The Cibs are intended to attract investment from local citizens and businesses, among others, into a large-scale regeneration social enterprise. Cibs could help develop the transport, energy, technology and civic infrastructure at a local and regional level, fuelling the economy from the bottom up.
 
Infrastructure development is currently financed through various forms of negotiated agreements between the public and private sectors. Citizens, civil society and local businesses are excluded from this equation.
 
Think-tank ResPublica is behind the proposed Cibs and, by taking inspiration from social enterprise, proposes a model that could deliver popular, longer-term infrastructure financing, offering a method of engaging communities, citizens and local businesses, as well as other investors, more directly in the financing, control and governance of the physical assets around them.
 
The SPV, which would have a social mission and work in the interests of a defined community, crossing rigid public-sector boundaries and beyond the influence of short-term politics would manage the Cibs.

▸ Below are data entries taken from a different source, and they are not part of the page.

//! HTML5 Parser implementation
//!
//! Uses html5ever's build-in RcDom and converts to our DOM format.
//! Declarative shadow roots (`<template shadowrootmode>`) become real shadow
//! trees and `srcdoc` frames become nested documents of a [`Page`].

use fos_dom::{Document, DocumentId, DomTree, Namespace, NodeId, Page, ShadowRootMode};
use html5ever::parse_document;
use html5ever::tendril::TendrilSink;
use markup5ever_rcdom::{Handle, NodeData as RcNodeData, RcDom};

/// Nesting limit for `srcdoc` documents
const MAX_FRAME_DEPTH: usize = 8;

/// URL given to `srcdoc` documents
const SRCDOC_URL: &str = "about:srcdoc";

/// A frame element waiting for its `srcdoc` document
struct PendingFrame {
    frame: NodeId,
    srcdoc: String,
    sandboxed: bool,
}

/// HTML5 parser
#[derive(Debug, Clone, Copy)]
pub struct HtmlParser {
    shadow_roots: bool,
}

impl HtmlParser {
    /// Create a new HTML parser
    pub fn new() -> Self {
        Self { shadow_roots: true }
    }

    /// Keep `<template shadowrootmode>` as an inert template instead of attaching it
    pub fn without_shadow_roots(mut self) -> Self {
        self.shadow_roots = false;
        self
    }

    /// Parse HTML string into a Document
    pub fn parse(&self, html: &str) -> Document {
        self.parse_with_url(html, "about:blank")
    }

    /// Parse HTML with a base URL. Frame contents are not loaded.
    pub fn parse_with_url(&self, html: &str, url: &str) -> Document {
        self.build_document(html, url, &mut Vec::new())
    }

    /// Parse a top-level document and every `srcdoc` frame it embeds
    pub fn parse_page(&self, html: &str, url: &str) -> Page {
        let mut frames = Vec::new();
        let document = self.build_document(html, url, &mut frames);
        let mut page = Page::new(document);
        let top = page.top();
        self.load_frames(&mut page, top, frames, 1);
        page
    }

    fn load_frames(&self, page: &mut Page, parent: DocumentId, frames: Vec<PendingFrame>, depth: usize) {
        if frames.is_empty() {
            return;
        }
        if depth > MAX_FRAME_DEPTH {
            tracing::warn!("Not loading {} frames nested deeper than {}", frames.len(), MAX_FRAME_DEPTH);
            return;
        }
        let parent_origin = page
            .document(parent)
            .map(|d| d.origin().to_string())
            .unwrap_or_else(|| "null".to_string());

        for pending in frames {
            let mut nested = Vec::new();
            let origin = if pending.sandboxed { "null".to_string() } else { parent_origin.clone() };
            let document = self
                .build_document(&pending.srcdoc, SRCDOC_URL, &mut nested)
                .with_origin(origin);
            let child = page.add_document(document);
            if let Err(e) = page.attach_frame(parent, pending.frame, child) {
                tracing::warn!("Could not attach srcdoc frame: {}", e);
                continue;
            }
            self.load_frames(page, child, nested, depth + 1);
        }
    }

    fn build_document(&self, html: &str, url: &str, frames: &mut Vec<PendingFrame>) -> Document {
        tracing::debug!("Parsing HTML document: {}", url);

        let dom = parse_document(RcDom::default(), Default::default()).one(html);

        let mut document = Document::empty(url);
        let root = document.tree().root();
        self.convert_node(&dom.document, document.tree_mut(), root, frames);
        document.finalize();

        tracing::debug!("Parsed {} nodes", document.tree().len());
        document
    }

    /// Convert an RcDom node to our DOM format
    fn convert_node(&self, handle: &Handle, tree: &mut DomTree, parent: NodeId, frames: &mut Vec<PendingFrame>) {
        match &handle.data {
            RcNodeData::Document => {
                for child in handle.children.borrow().iter() {
                    self.convert_node(child, tree, parent, frames);
                }
            }
            RcNodeData::Doctype { name, public_id, system_id } => {
                let id = tree.create_doctype(name, public_id, system_id);
                tree.append_child(parent, id);
            }
            RcNodeData::Text { contents } => {
                let text = contents.borrow();
                if !text.trim().is_empty() {
                    tree.append_text(parent, &text);
                }
            }
            RcNodeData::Comment { contents } => {
                let id = tree.create_comment(contents);
                tree.append_child(parent, id);
            }
            RcNodeData::Element { name, attrs, template_contents, .. } => {
                let namespace = Namespace::from_url(&name.ns);
                let local = &*name.local;

                if self.shadow_roots && namespace == Namespace::Html && local == "template" {
                    let mode = attrs
                        .borrow()
                        .iter()
                        .find(|a| &*a.name.local == "shadowrootmode")
                        .and_then(|a| ShadowRootMode::parse(&a.value));
                    let contents = template_contents.borrow();
                    if let (Some(mode), Some(contents)) = (mode, contents.as_ref()) {
                        if self.attach_declarative_shadow(contents, tree, parent, mode, frames) {
                            return;
                        }
                    }
                }

                let id = tree.create_element_ns(local, namespace);
                if let Some(element) = tree.element_mut(id) {
                    for attr in attrs.borrow().iter() {
                        element.set_attr(&attr.name.local, attr.value.to_string());
                    }
                    if element.is_frame() {
                        if let Some(srcdoc) = element.get_attr("srcdoc") {
                            let sandboxed = element
                                .get_attr("sandbox")
                                .is_some_and(|s| !s.split_whitespace().any(|t| t.eq_ignore_ascii_case("allow-same-origin")));
                            frames.push(PendingFrame {
                                frame: id,
                                srcdoc: srcdoc.to_string(),
                                sandboxed,
                            });
                        }
                    }
                }
                tree.append_child(parent, id);

                for child in handle.children.borrow().iter() {
                    self.convert_node(child, tree, id, frames);
                }
                // Inert template content stays as children so its markup is not lost
                if let Some(contents) = template_contents.borrow().as_ref() {
                    for child in contents.children.borrow().iter() {
                        self.convert_node(child, tree, id, frames);
                    }
                }
            }
            RcNodeData::ProcessingInstruction { .. } => {
                // Ignore processing instructions for now
            }
        }
    }

    /// Attach a declarative shadow root to `host`. Returns false if the host cannot take one.
    fn attach_declarative_shadow(
        &self,
        contents: &Handle,
        tree: &mut DomTree,
        host: NodeId,
        mode: ShadowRootMode,
        frames: &mut Vec<PendingFrame>,
    ) -> bool {
        let root = match tree.attach_shadow(host, mode) {
            Ok(root) => root,
            Err(e) => {
                tracing::debug!("Declarative shadow root left as template: {}", e);
                return false;
            }
        };
        for child in contents.children.borrow().iter() {
            self.convert_node(child, tree, root, frames);
        }
        true
    }
}

impl Default for HtmlParser {
    fn default() -> Self {
        Self::new()
    }
}

#[cfg(test)]
mod tests {
    use super::*;

    #[test]
    fn test_parse_simple() {
        let html = "<html><head><title>Test</title></head><body><p>Hello</p></body></html>";
        let doc = HtmlParser::new().parse(html);

        assert!(doc.tree().len() > 1, "Expected more than 1 node, got {}", doc.tree().len());
        assert_eq!(doc.title(), "Test");
    }

    #[test]
    fn test_parse_fragment() {
        let html = "<div><span>Text</span></div>";
        let doc = HtmlParser::new().parse(html);

        // Even fragments get wrapped in html/head/body by html5ever
        assert!(doc.body().is_valid());
        assert_eq!(doc.tree().text_content(doc.body()), "Text");
    }

    #[test]
    fn test_declarative_shadow_root() {
        let html = r#"<div id="host"><template shadowrootmode="open"><b>inside</b></template><i>light</i></div>"#;
        let doc = HtmlParser::new().parse(html);
        let host = doc.get_element_by_id("host").unwrap();
        let root = doc.tree().shadow_root(host).expect("shadow root attached");
        assert_eq!(doc.tree().text_content(root), "inside");
        assert_eq!(doc.tree().text_content(host), "light");
    }

    #[test]
    fn test_shadow_roots_disabled() {
        let html = r#"<div id="host"><template shadowrootmode="open"><b>inside</b></template></div>"#;
        let doc = HtmlParser::new().without_shadow_roots().parse(html);
        let host = doc.get_element_by_id("host").unwrap();
        assert!(doc.tree().shadow_root(host).is_none());
    }
}
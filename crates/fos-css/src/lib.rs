//! fOS CSS Parser & Style System
//!
//! Selector parsing and matching, color and length values, and the cascade
//! that produces computed styles for host DOM elements.

mod parser;
mod cascade;
mod color;
mod computed;
mod dom_element;
mod selector_parser;
pub mod properties;
pub mod selectors;

pub use parser::CssParser;
pub use cascade::StyleResolver;
pub use color::{is_color_token, Color};
pub use computed::ComputedStyle;
pub use dom_element::DomElement;
pub use properties::{Display, Length, LengthContext, LengthUnit, Overflow, Position, TextShadow, Visibility};
pub use selector_parser::{escape_identifier, escape_string, parse_selector_list};
pub use selectors::{SelectorElement, SelectorList};

/// Parse a CSS stylesheet
pub fn parse_stylesheet(css: &str) -> Result<Stylesheet, CssError> {
    CssParser::new().parse(css)
}

/// Parsed stylesheet
#[derive(Debug, Clone, Default)]
pub struct Stylesheet {
    pub rules: Vec<Rule>,
}

impl Stylesheet {
    /// Number of style rules
    pub fn len(&self) -> usize {
        self.rules.len()
    }

    pub fn is_empty(&self) -> bool {
        self.rules.is_empty()
    }
}

/// CSS rule
#[derive(Debug, Clone)]
pub struct Rule {
    pub selectors: SelectorList,
    pub declarations: Vec<Declaration>,
}

/// Selector specificity (a, b, c)
#[derive(Debug, Clone, Copy, Default, PartialEq, Eq, PartialOrd, Ord, Hash)]
pub struct Specificity(pub u32, pub u32, pub u32);

impl std::ops::Add for Specificity {
    type Output = Specificity;

    fn add(self, rhs: Self) -> Self::Output {
        Specificity(self.0 + rhs.0, self.1 + rhs.1, self.2 + rhs.2)
    }
}

/// CSS declaration (property: value)
#[derive(Debug, Clone, PartialEq)]
pub struct Declaration {
    pub property: String,
    pub value: String,
    pub important: bool,
}

/// CSS parsing error
#[derive(Debug, Clone, thiserror::Error)]
pub enum CssError {
    #[error("Parse error at line {line}: {message}")]
    ParseError { line: u32, message: String },

    #[error("Invalid selector {selector:?}: {message}")]
    InvalidSelector { selector: String, message: String },

    #[error("Invalid color: {0}")]
    InvalidColor(String),
}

They could have an asset lock, a dividend cap and surpluses reinvested locally.
 
ResPublica points out that recent evidence of the success of social enterprises and co-operatives – outperforming their more red-blooded counterparts over the past few years – and the commercial successes of community-owned shops, for example, demonstrates how aligning incentives between investors, enterprises, customers and community can create more socially and financially successful business models.
 
ResPublica says this model shows how infrastructure could be financed and owned in a more meaningful sense, potentially offering a more transparent, inclusive and democratic investment platform that could unlock billions of pounds of latent investment.